Aku melihat ke arah yang tadi dilihat Marsya. Yang kutemukan... Aldi. Ia sedang berlari, eh tidak, berjalan cepat menuju... menuju... Aku tidak tau dia ingin kemana. Tapi mata hazelnya menuju ke arah... kami?

Beberapa detik kemudian, kami berlari.

"Kenapa sih, Sya?" Aku menyelipkan poniku yang panjang di balik telingaku. Marsya membawaku ke halaman belakang sekolah. Untuk apa, coba?

Tuhan... jangan biarkan hal yang aneh terjadi...

Fresya masih mau hidup...

Fresya masih banyak dosa...

Aku mengigit bibir bawahku saat Marsya memegang pundakku sambil mengatur nafasnya.

"Ke--napa?" tanyaku.

Marsya masih mengatur nafasnya sambil menatapku tajam.

Apa maksudnya?

Aku menggenggam erat tanganku, lalu menengok ke kanan dan ke kiri.
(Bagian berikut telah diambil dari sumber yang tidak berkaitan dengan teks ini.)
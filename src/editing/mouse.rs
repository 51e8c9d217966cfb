// Copyright 2025 the Pixelpen Authors
// SPDX-License-Identifier: Apache-2.0

//! Pointer events as seen by the tools

use kurbo::{Point, Vec2};
use serde::Deserialize;

/// Modifier keys held during an event
#[derive(Debug, Clone, Copy, PartialEq, Eq, Default)]
pub struct Modifiers {
    pub shift: bool,
    pub ctrl: bool,
    pub alt: bool,
}

impl Modifiers {
    pub const NONE: Modifiers = Modifiers {
        shift: false,
        ctrl: false,
        alt: false,
    };

    pub fn shift() -> Self {
        Self {
            shift: true,
            ..Self::NONE
        }
    }

    pub fn ctrl() -> Self {
        Self {
            ctrl: true,
            ..Self::NONE
        }
    }

    pub fn alt() -> Self {
        Self {
            alt: true,
            ..Self::NONE
        }
    }

    /// Ctrl or alt, the keys that redirect the pen to editing
    pub fn edits_previous(&self) -> bool {
        self.ctrl || self.alt
    }
}

/// A pointer event in component space
#[derive(Debug, Clone, Copy, PartialEq)]
pub struct MouseEvent {
    pub pos: Point,
    pub mods: Modifiers,
}

impl MouseEvent {
    pub fn new(pos: impl Into<Point>, mods: Modifiers) -> Self {
        Self {
            pos: pos.into(),
            mods,
        }
    }

    pub fn plain(pos: impl Into<Point>) -> Self {
        Self::new(pos, Modifiers::NONE)
    }
}

/// Arrow keys, used for nudging
#[derive(Debug, Clone, Copy, PartialEq, Eq, Deserialize)]
#[serde(rename_all = "snake_case")]
pub enum ArrowKey {
    Up,
    Down,
    Left,
    Right,
}

impl ArrowKey {
    /// Unit direction in image space (y grows downwards)
    pub fn direction(self) -> Vec2 {
        match self {
            ArrowKey::Up => Vec2::new(0.0, -1.0),
            ArrowKey::Down => Vec2::new(0.0, 1.0),
            ArrowKey::Left => Vec2::new(-1.0, 0.0),
            ArrowKey::Right => Vec2::new(1.0, 0.0),
        }
    }
}

/// Receives the primary-button pointer protocol.
///
/// Every method has a default no-op so a tool only implements what it
/// reacts to.
pub trait MouseDelegate {
    type Data;

    fn left_down(&mut self, _event: MouseEvent, _data: &mut Self::Data) {}

    fn left_drag(&mut self, _event: MouseEvent, _data: &mut Self::Data) {}

    fn left_up(&mut self, _event: MouseEvent, _data: &mut Self::Data) {}

    fn mouse_moved(&mut self, _event: MouseEvent, _data: &mut Self::Data) {}

    /// The gesture was aborted (tool switch, focus loss)
    fn cancel(&mut self, _data: &mut Self::Data) {}
}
Disini sangat sepi. Tadi saja, di koridor masih sepi. Ini masih terlalu pagi. 

Apa? Sepi? Lalu bagaimana jika ada sesuatu yang terjadi padaku? Apakah teriakanku dapat terdengar hingga ke koridor? Tadi saja, koridor yang di dekat halaman belakang ini, sepi dan tidak ada siapapun.

"Fre..."

"I--ya?"

Marsya masih mengatur nafasnya.

"Lo capek?" tanyaku ragu - ragu. Suaraku lebih terdengar seperti gumaman.

Marsya mengangguk.

"Jarang olahraga, ya?" 

"Iya, nih."

"La- lagian... eh gajadi deh."

"Dih?" Marsya terkekeh. "Ngomong aja, gapapa." 
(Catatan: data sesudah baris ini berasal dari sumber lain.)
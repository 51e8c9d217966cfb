// Copyright 2025 the Pixelpen Authors
// SPDX-License-Identifier: Apache-2.0

//! Pen tool: build, edit and transform the session path.
//!
//! The three modes share one tool. Each mode keeps its own gesture state,
//! and every event goes through a single match on the current mode.

pub mod build;
pub mod edit;
pub mod transform;

pub use build::PathBuilder;
pub use edit::NodeEditor;
pub use transform::{BoxHandle, Corner, PathTransformer, TransformBox};

use super::{Tool, ToolId};
use crate::editing::{ArrowKey, EditSession, MouseDelegate, MouseEvent};
use crate::error::PathError;
use kurbo::BezPath;
use serde::Deserialize;

#[derive(Debug, Clone, Copy, PartialEq, Eq, Hash, Default, Deserialize)]
#[serde(rename_all = "snake_case")]
pub enum PenModeKind {
    #[default]
    Build,
    Edit,
    Transform,
}

#[derive(Debug, Clone)]
pub enum PenMode {
    Build(PathBuilder),
    Edit(NodeEditor),
    Transform(PathTransformer),
}

impl PenMode {
    pub fn kind(&self) -> PenModeKind {
        match self {
            PenMode::Build(_) => PenModeKind::Build,
            PenMode::Edit(_) => PenModeKind::Edit,
            PenMode::Transform(_) => PenModeKind::Transform,
        }
    }
}

#[derive(Debug, Clone)]
pub struct PenTool {
    mode: PenMode,
}

impl Default for PenTool {
    fn default() -> Self {
        Self {
            mode: PenMode::Build(PathBuilder::new()),
        }
    }
}

impl PenTool {
    pub fn mode(&self) -> &PenMode {
        &self.mode
    }

    pub fn mode_kind(&self) -> PenModeKind {
        self.mode.kind()
    }

    pub fn node_editor_mut(&mut self) -> Option<&mut NodeEditor> {
        match &mut self.mode {
            PenMode::Edit(editor) => Some(editor),
            PenMode::Build(_) | PenMode::Transform(_) => None,
        }
    }

    /// Switch modes. Edit and Transform need a path to work on.
    pub fn set_mode(&mut self, kind: PenModeKind, session: &mut EditSession) -> Result<(), PathError> {
        if kind == self.mode_kind() {
            return Ok(());
        }
        if kind != PenModeKind::Build && !session.has_path() {
            return Err(PathError::NoPath);
        }

        match &mut self.mode {
            PenMode::Build(builder) => builder.mode_ended(session),
            PenMode::Edit(editor) => editor.mode_ended(session),
            PenMode::Transform(transformer) => transformer.mode_ended(session),
        }

        self.mode = match kind {
            PenModeKind::Build => PenMode::Build(PathBuilder::new()),
            PenModeKind::Edit => {
                let tol = session.tolerances();
                let built = session.built_interactively;
                if let Some(path) = &mut session.path {
                    path.change_types_for_editing(built, &tol);
                }
                PenMode::Edit(NodeEditor::new())
            }
            PenModeKind::Transform => {
                PenMode::Transform(session.path.as_ref().map(PathTransformer::for_path).unwrap_or_default())
            }
        };
        tracing::info!("pen mode: {kind:?}");
        session.repaint_path();
        Ok(())
    }

    /// The path changed behind the tool's back (undo, import, load)
    pub fn path_replaced(&mut self, session: &mut EditSession) {
        match &mut self.mode {
            PenMode::Build(builder) => builder.mode_ended(session),
            PenMode::Edit(editor) => editor.mode_ended(session),
            PenMode::Transform(transformer) => match &session.path {
                Some(path) => transformer.rebuild(path),
                None => transformer.mode_ended(session),
            },
        }
    }

    /// Component-space outline to draw, with the rubber band while building
    pub fn outline(&self, session: &EditSession) -> Option<BezPath> {
        let rubber_band = session.config.path.rubber_band && matches!(self.mode, PenMode::Build(_));
        session.path.as_ref().map(|p| p.to_component_shape(rubber_band))
    }
}

impl Tool for PenTool {
    fn id(&self) -> ToolId {
        ToolId::Pen
    }

    fn arrow_key(&mut self, key: ArrowKey, shift: bool, session: &mut EditSession) -> Result<(), PathError> {
        match &mut self.mode {
            PenMode::Build(_) => Ok(()),
            PenMode::Edit(editor) => editor.arrow_key(key, shift, session),
            PenMode::Transform(transformer) => transformer.arrow_key(key, shift, session),
        }
    }

    fn deactivate(&mut self, session: &mut EditSession) {
        self.path_replaced(session);
    }
}

impl MouseDelegate for PenTool {
    type Data = EditSession;

    fn left_down(&mut self, event: MouseEvent, session: &mut EditSession) {
        match &mut self.mode {
            PenMode::Build(builder) => builder.left_down(event, session),
            PenMode::Edit(editor) => editor.left_down(event, session),
            PenMode::Transform(transformer) => transformer.left_down(event, session),
        }
    }

    fn left_drag(&mut self, event: MouseEvent, session: &mut EditSession) {
        match &mut self.mode {
            PenMode::Build(builder) => builder.left_drag(event, session),
            PenMode::Edit(editor) => editor.left_drag(event, session),
            PenMode::Transform(transformer) => transformer.left_drag(event, session),
        }
    }

    fn left_up(&mut self, event: MouseEvent, session: &mut EditSession) {
        match &mut self.mode {
            PenMode::Build(builder) => builder.left_up(event, session),
            PenMode::Edit(editor) => editor.left_up(event, session),
            PenMode::Transform(transformer) => transformer.left_up(event, session),
        }
    }

    fn mouse_moved(&mut self, event: MouseEvent, session: &mut EditSession) {
        match &mut self.mode {
            PenMode::Build(builder) => builder.mouse_moved(event, session),
            PenMode::Edit(editor) => editor.mouse_moved(event, session),
            PenMode::Transform(transformer) => transformer.mouse_moved(event, session),
        }
    }

    fn cancel(&mut self, session: &mut EditSession) {
        match &mut self.mode {
            PenMode::Build(builder) => builder.cancel(session),
            PenMode::Edit(editor) => editor.cancel(session),
            PenMode::Transform(transformer) => transformer.cancel(session),
        }
    }
}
"Lagian siapa suruh narik - narik gue sambil lari - lari gitu." Aku mengusap pergelanganku yang memerah. "sakit nih."

"Iya iya maaf maaf." Marsya mengelap keringatnya. "Fre?"

"Ya?"

"Ini penting."

"Maksudnya?"

-

-

-

-

-

-

-

Haaaai!!!!

Maafnya sekarang dikit - dikit._. padahal kemaren - kemaren gue udah bisa update 3 halaman ya._. maaf deh.-.